OVer time, we got on our feet again. We spent time at the CF clinic. We met with other CF parents. We researched the disease. We spent lots of time on the internet. We read books. We watched movies. And eventually, we got to the point where we felt like we understood what we were dealing with.
To seasoned CF veterans, I’m sure we’re still “rookies”. But, we are insiders nonetheless. And we are recent insiders. Thus, we have a unique perspective and a unique chance to help others.
I’m compiling my notes into what I envision to be a book that will provide an overview of our first year living with CF. It will share our personal story. It will share resources that we’ve found helpful. It’ll explain how we’ve learned to navigate the health care system and how to optimize the help that is available to CF patients and their families.
Ideally, I’d like to provide a handbook that will comfort other families that have just learned that a loved one has cystic fibrosis. And, I’d like to provide context for those that are on the periphery of cystic fibrosis – friends and extended family members of those affected by CF.
Who knows… maybe I’m crazy. Maybe I’m overly ambitious. But, I looked high and low for such a book when Katie was first diagnosed, and, I couldn’t’ find that book. If I could provide something even remotely helpful, then I will have accomplished my goal.
Here’s the basic outline of the book that I’m thinking of writing:
1. Our Story – Intro
2. Practical Matters – Our first clinic visit
3. Lifestyle changes:
* Family priorities
* NO SMOKING!
4. Existential angst (optonal philosophy chapter)
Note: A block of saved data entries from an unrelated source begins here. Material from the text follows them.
//! Door sensor with temporary sure-delivery override.
//!
//! Regular reports go out with whatever reliability the coordinator is
//! configured for, usually a single best-effort attempt. A door state change
//! must not get lost, so an interrupt pushes a stricter retry policy into the
//! coordinator for the report it triggers, and the post-send hook restores
//! the defaults whatever the outcome was.
//!
//! Lifecycle of one override:
//! 1. `on_interrupt` marks the interrupt pending, applies the override policy
//!    and lets the interrupt input sample the line into the child.
//! 2. `on_loop` sees the pending flag, skips its own read and clears the flag.
//!    If the interrupt was declined it re-reports the cached value.
//! 3. The coordinator sends with retries. An echo of the tripped value reaching
//!    `on_receive` abandons the remaining retries.
//! 4. `after_send` applies the restore policy. Restoring twice is harmless.

use super::Sensor;
use super::child::Child;
use super::interrupt::InterruptInput;
use super::pin::DigitalInput;
use crate::coordinator::{Coordinator, RetryPolicy};
use crate::error::Result;
use crate::protocol::{Command, Message, Presentation, ValueType};
use log::{debug, info};
use parking_lot::RwLock;
use serde::{Deserialize, Serialize};
use std::sync::Arc;
use std::sync::atomic::{AtomicBool, Ordering};
use std::time::Duration;

/// Description presented for the configurable sensor.
pub const DOOR_SURE_DELIVERY_NAME: &str = "DOOR_PERIODIC_SURE_DELI";

/// Description presented for the sensor without override.
pub const DOOR_PERIODIC_NAME: &str = "DOOR_PERIODIC";

/// Override and restore parameter sets.
///
/// `restore_policy` must mirror what the coordinator is configured with
/// outside of an override, otherwise the node drifts to different defaults
/// after the first door event.
#[derive(Clone, Copy, Debug, PartialEq, Eq, Serialize, Deserialize)]
pub struct SureDeliveryPolicy {
    /// When false the sensor never touches the coordinator configuration.
    pub enabled: bool,
    pub override_policy: RetryPolicy,
    pub restore_policy: RetryPolicy,
    /// Request the override for scheduled reports too, not only interrupts.
    pub on_scheduled_report: bool,
}

impl SureDeliveryPolicy {
    /// Policy of the sensor variant without override.
    pub const fn disabled() -> Self {
        Self {
            enabled: false,
            override_policy: RetryPolicy::coordinator_defaults(),
            restore_policy: RetryPolicy::coordinator_defaults(),
            on_scheduled_report: false,
        }
    }
}

impl Default for SureDeliveryPolicy {
    fn default() -> Self {
        Self {
            enabled: true,
            override_policy: RetryPolicy::sure_delivery(),
            restore_policy: RetryPolicy::coordinator_defaults(),
            on_scheduled_report: false,
        }
    }
}

/// Door/contact sensor reporting its tripped state.
pub struct DoorSureDeliverySensor<C: Coordinator + ?Sized, P: DigitalInput> {
    name: &'static str,
    input: InterruptInput<P>,
    child: Child,
    coordinator: Arc<C>,
    /// Set by `on_interrupt`, cleared at the end of the next `on_loop`.
    interrupt_pending: AtomicBool,
    delivery: RwLock<SureDeliveryPolicy>,
}

impl<C: Coordinator + ?Sized, P: DigitalInput> DoorSureDeliverySensor<C, P> {
    /// Sensor with the configurable override, using the default parameters.
    pub fn new(input: P, child_id: u8, coordinator: Arc<C>) -> Result<Self> {
        Self::with_policy(
            DOOR_SURE_DELIVERY_NAME,
            input,
            child_id,
            coordinator,
            SureDeliveryPolicy::default(),
        )
    }

    /// Sensor that reports like the full variant but never overrides the
    /// coordinator configuration.
    pub fn simplified(input: P, child_id: u8, coordinator: Arc<C>) -> Result<Self> {
        Self::with_policy(
            DOOR_PERIODIC_NAME,
            input,
            child_id,
            coordinator,
            SureDeliveryPolicy::disabled(),
        )
    }

    fn with_policy(
        name: &'static str,
        input: P,
        child_id: u8,
        coordinator: Arc<C>,
        delivery: SureDeliveryPolicy,
    ) -> Result<Self> {
        let child = Child::new(child_id, Presentation::Door, ValueType::Tripped, name)?;
        Ok(Self {
            name,
            input: InterruptInput::new(input),
            child,
            coordinator,
            interrupt_pending: AtomicBool::new(false),
            delivery: RwLock::new(delivery),
        })
    }

    /// The interrupt capability, for polarity, mode and arming settings.
    pub fn input(&self) -> &InterruptInput<P> {
        &self.input
    }

    pub fn set_invert_value_to_report(&self, invert: bool) {
        self.input.set_invert_value_to_report(invert);
    }

    pub fn interrupt_pending(&self) -> bool {
        self.interrupt_pending.load(Ordering::SeqCst)
    }

    /// Current override and restore parameters.
    pub fn delivery(&self) -> SureDeliveryPolicy {
        *self.delivery.read()
    }

    /// Replace all parameters at once. Takes effect on the next override.
    pub fn set_delivery(&self, delivery: SureDeliveryPolicy) {
        *self.delivery.write() = delivery;
    }

    pub fn set_retries(&self, retries: u8) {
        self.delivery.write().override_policy.retries = retries;
    }

    pub fn set_sleep_between_retries(&self, duration: Duration) {
        self.delivery.write().override_policy.inter_retry_sleep = duration;
    }

    pub fn set_sleep_between_retries_sleep_or_wait(&self, sleep: bool) {
        self.delivery.write().override_policy.sleep_on_retry = sleep;
    }

    pub fn set_default_retries(&self, retries: u8) {
        self.delivery.write().restore_policy.retries = retries;
    }

    pub fn set_default_sleep_between_retries(&self, duration: Duration) {
        self.delivery.write().restore_policy.inter_retry_sleep = duration;
    }

    pub fn set_default_sleep_between_retries_sleep_or_wait(&self, sleep: bool) {
        self.delivery.write().restore_policy.sleep_on_retry = sleep;
    }

    pub fn set_default_ack(&self, ack: bool) {
        self.delivery.write().restore_policy.ack = ack;
    }

    pub fn set_sure_delivery_on_loop(&self, enabled: bool) {
        self.delivery.write().on_scheduled_report = enabled;
    }

    fn start_sure_delivery(&self) {
        let delivery = self.delivery();
        if !delivery.enabled {
            return;
        }
        self.coordinator.apply_policy(&delivery.override_policy);
        debug!(
            "[Door] child {} override applied: {:?}",
            self.child.id(),
            delivery.override_policy
        );
    }

    fn stop_sure_delivery(&self) {
        let delivery = self.delivery();
        if !delivery.enabled {
            return;
        }
        self.coordinator.apply_policy(&delivery.restore_policy);
        debug!("[Door] child {} defaults restored", self.child.id());
    }

    /// Echo of this child's own tripped report.
    fn is_own_tripped_echo(&self, message: &Message) -> bool {
        message.is_echo()
            && message.sensor == self.child.id()
            && message.command == Command::Set
            && message.value_type == ValueType::Tripped
    }
}

impl<C: Coordinator + ?Sized, P: DigitalInput> Sensor for DoorSureDeliverySensor<C, P> {
    fn name(&self) -> &str {
        self.name
    }

    fn pin(&self) -> u8 {
        self.input.pin()
    }

    fn children(&self) -> &[Child] {
        std::slice::from_ref(&self.child)
    }

    fn on_interrupt(&self) -> bool {
        self.interrupt_pending.store(true, Ordering::SeqCst);
        self.start_sure_delivery();

        let report = self.input.on_interrupt(&self.child);
        if !report {
            // No send follows, so nothing would run the post-send hook.
            self.stop_sure_delivery();
        } else {
            info!(
                "[Door] child {} changed to {} (version {})",
                self.child.id(),
                self.child.value(),
                self.child.version()
            );
        }
        report
    }

    fn on_loop(&self, child: &Child) {
        if !self.interrupt_pending.load(Ordering::SeqCst) {
            if self.delivery().on_scheduled_report {
                self.start_sure_delivery();
            }
            let value = self.input.read_value();
            child.set_value(value as i32);
        } else if !child.is_pending() {
            // The interrupt was declined, so report the cached value instead.
            child.set_value(child.value());
        }
        self.interrupt_pending.store(false, Ordering::SeqCst);
    }

    fn on_receive(&self, message: &Message) {
        let Some(child) = self.child(message.sensor) else {
            return;
        };

        if message.command == Command::Req
            && (message.value_type == ValueType::Status
                || message.value_type == child.value_type())
        {
            child.set_value(self.input.read_raw() as i32);
        } else if self.is_own_tripped_echo(message) {
            debug!(
                "[Door] child {} echo received, skipping remaining retries",
                child.id()
            );
            self.coordinator.abandon_remaining_retries();
        }
    }

    fn after_send(&self, _child: &Child) {
        self.stop_sure_delivery();
    }
}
5. A depressing reading list
* Medical research
* Community / Support groups
* The Internet Community
7. Charity work
8. Carrying on & Living life
9. One year on – where we’re at
* Having more children after a CF diagnosis
* Universal health care
* Additional resources
What do you think? Is there a need for such a book? Would you find it helpful? Am I missing anything in the basic outline above? Let me know… The more feedback I get, the better the end product.